A vaccine called MeNZB for a specific strain of type B Neisseria meningitidis prevalent in New Zealand has completed trials and is being given to everyone in the country under the age of 20. There is also a vaccine, MenBVac, for the specific strain of type B meningoccocal disease prevalent in Norway, and another specific vaccine for the strain prevalent in Cuba.


Epidemiology

Western World
20,000 to 25,000 cases of bacterial meningitis are seen in the United States every year. In developing countries, the incidence is probably higher. Mostly adults are infected, where it can be community acquired or nosocomial. Vaccination against Haemophilus influenzae has reduced the incidence in children.

Meningitis may occur in outbreaks in communities who have close contact with each other, such as in dorms or military establishments. In the large majority of such outbreaks, neisseria meningitidis is the etiologic agent.

The African Meningitis Belt
The "Meningitis Belt" is an area in sub-Saharan Africa which stretches from Senegal in the west to Ethiopia in the east in which large epidemics of meningococcal meningitis occur. It contains an estimated total population of 300 million people.

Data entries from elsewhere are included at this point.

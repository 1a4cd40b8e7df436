//! Agent registry
//!
//! Owns every [`Agent`] record. The mailbox and the supervisor refer to agents
//! by id only and route all status changes through [`AgentRegistry::update_status`].

use crate::store::KvStore;
use anyhow::Result;
use chrono::{DateTime, Utc};
use serde::{Deserialize, Serialize};
use std::collections::{BTreeSet, HashMap};
use std::path::PathBuf;

const AGENTS_TREE: &str = "agents";

#[derive(Debug, Clone, Copy, PartialEq, Eq, Hash, Serialize, Deserialize)]
#[serde(rename_all = "lowercase")]
pub enum AgentStatus {
    Idle,
    Busy,
    Offline,
}

impl std::fmt::Display for AgentStatus {
    fn fmt(&self, f: &mut std::fmt::Formatter<'_>) -> std::fmt::Result {
        match self {
            AgentStatus::Idle => write!(f, "idle"),
            AgentStatus::Busy => write!(f, "busy"),
            AgentStatus::Offline => write!(f, "offline"),
        }
    }
}

impl std::str::FromStr for AgentStatus {
    type Err = String;

    fn from_str(s: &str) -> Result<Self, Self::Err> {
        match s.to_ascii_lowercase().as_str() {
            "idle" => Ok(AgentStatus::Idle),
            "busy" => Ok(AgentStatus::Busy),
            "offline" => Ok(AgentStatus::Offline),
            other => Err(format!("unknown agent status '{}'", other)),
        }
    }
}

#[derive(Debug, Clone, PartialEq, Serialize, Deserialize)]
#[serde(rename_all = "camelCase")]
pub struct Agent {
    pub id: String,
    pub name: String,
    #[serde(rename = "type")]
    pub agent_type: String,
    #[serde(default)]
    pub capabilities: BTreeSet<String>,
    pub status: AgentStatus,
    /// Project directory used by the process supervisor
    #[serde(default, skip_serializing_if = "Option::is_none")]
    pub path: Option<PathBuf>,
    #[serde(default)]
    pub metadata: HashMap<String, serde_json::Value>,
    pub created_at: DateTime<Utc>,
    pub updated_at: DateTime<Utc>,
}

impl Agent {
    /// A new agent starts `offline`: not running until something starts it
    pub fn new(id: impl Into<String>, name: impl Into<String>, agent_type: impl Into<String>) -> Self {
        let now = Utc::now();
        Self {
            id: id.into(),
            name: name.into(),
            agent_type: agent_type.into(),
            capabilities: BTreeSet::new(),
            status: AgentStatus::Offline,
            path: None,
            metadata: HashMap::new(),
            created_at: now,
            updated_at: now,
        }
    }

    pub fn with_capabilities<I, S>(mut self, capabilities: I) -> Self
    where
        I: IntoIterator<Item = S>,
        S: Into<String>,
    {
        self.capabilities
            .extend(capabilities.into_iter().map(Into::into));
        self
    }

    pub fn with_status(mut self, status: AgentStatus) -> Self {
        self.status = status;
        self
    }

    pub fn with_path(mut self, path: impl Into<PathBuf>) -> Self {
        self.path = Some(path.into());
        self
    }

    pub fn has_capability(&self, capability: &str) -> bool {
        self.capabilities.contains(capability)
    }
}

/// Ids are used as storage key prefixes and as directory names, so they must
/// be a single non-empty path segment
pub fn is_valid_agent_id(id: &str) -> bool {
    !id.is_empty()
        && id != "."
        && !id.contains("..")
        && !id.contains(|c: char| matches!(c, '/' | '\\') || c.is_control())
}

/// Agent roster persisted in the `agents` keyspace
#[derive(Clone)]
pub struct AgentRegistry {
    store: KvStore,
}

impl AgentRegistry {
    pub fn new(store: KvStore) -> Self {
        Self { store }
    }

    /// Insert or replace an agent record
    pub fn register(&self, agent: &Agent) -> Result<()> {
        anyhow::ensure!(is_valid_agent_id(&agent.id), "invalid agent id '{}'", agent.id);
        self.store.set(AGENTS_TREE, &agent.id, agent)?;
        self.store.flush()?;
        tracing::debug!("Registered agent {} ({})", agent.id, agent.agent_type);
        Ok(())
    }

    /// Remove an agent record, returning it if it existed
    pub fn unregister(&self, id: &str) -> Result<Option<Agent>> {
        let existing = self.get(id)?;
        if existing.is_some() {
            self.store.delete(AGENTS_TREE, id)?;
            self.store.flush()?;
        }
        Ok(existing)
    }

    pub fn get(&self, id: &str) -> Result<Option<Agent>> {
        self.store.get(AGENTS_TREE, id)
    }

    pub fn contains(&self, id: &str) -> Result<bool> {
        self.store.contains(AGENTS_TREE, id)
    }

    pub fn list(&self) -> Result<Vec<Agent>> {
        self.store.get_all(AGENTS_TREE)
    }

    pub fn by_type(&self, agent_type: &str) -> Result<Vec<Agent>> {
        self.filter(|a| a.agent_type == agent_type)
    }

    pub fn by_capability(&self, capability: &str) -> Result<Vec<Agent>> {
        self.filter(|a| a.has_capability(capability))
    }

    pub fn by_status(&self, status: AgentStatus) -> Result<Vec<Agent>> {
        self.filter(|a| a.status == status)
    }

    fn filter(&self, predicate: impl Fn(&Agent) -> bool) -> Result<Vec<Agent>> {
        Ok(self.list()?.into_iter().filter(|a| predicate(a)).collect())
    }

    /// The single entrypoint for status changes. `None` if the agent is unknown.
    pub fn update_status(&self, id: &str, status: AgentStatus) -> Result<Option<Agent>> {
        self.modify(id, |agent| agent.status = status)
    }

    pub fn update_metadata(
        &self,
        id: &str,
        key: &str,
        value: serde_json::Value,
    ) -> Result<Option<Agent>> {
        self.modify(id, |agent| {
            agent.metadata.insert(key.to_string(), value);
        })
    }

    pub fn set_path(&self, id: &str, path: PathBuf) -> Result<Option<Agent>> {
        self.modify(id, |agent| agent.path = Some(path))
    }

    fn modify(&self, id: &str, change: impl FnOnce(&mut Agent)) -> Result<Option<Agent>> {
        let Some(mut agent) = self.get(id)? else {
            return Ok(None);
        };
        change(&mut agent);
        agent.updated_at = Utc::now();
        self.store.set(AGENTS_TREE, id, &agent)?;
        self.store.flush()?;
        Ok(Some(agent))
    }
}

The largest epidemic outbreak was in 1996, when over 250,000 cases occurred and 25,000 people died as a consequence of the disease.

History
The symptoms of meningitis were recorded in the Middle Ages along with those of tuberculosis and the Black Plague, but it was first accurately identified by the Swiss Vieusseux (a scientific-literary association,) during an outbreak in Geneva, Switzerland in 1805. In the 19th Century meningitis was a scourge of the Japanese Imperial family, playing the largest role in the horrendous pre-maturity death rate the family endured. In the mid-1800s, only the Emperor Komei and two of his siblings reached maturity out of fifteen total children surviving birth. Komei's son, the Emperor Meiji, was one of two survivors out of Komei's six children, including an elder brother of Meiji who would have taken the throne had he lived to maturity. Five of Meiji's fifteen children survived, including only his third son, the Taisho Emperor, who was feeble-minded, perhaps as a result of having contracted meningitis himself. By Emperor Hirohito's generation the family was receiving modern medical attention. As the focal point of tradition in Japan, during the Tokugawa Shogunate the family was denied modern "Dutch" medical treatment then in use among the upper caste; despite extensive modernization during the Meiji Restoration the Emperor insisted on traditional medical care for his children. The inbreeding produced among the very few families considered worthy of marriage into the imperial line, most of whom were descendents from that same line and therefore none too distant cousins of one another, also played an important role.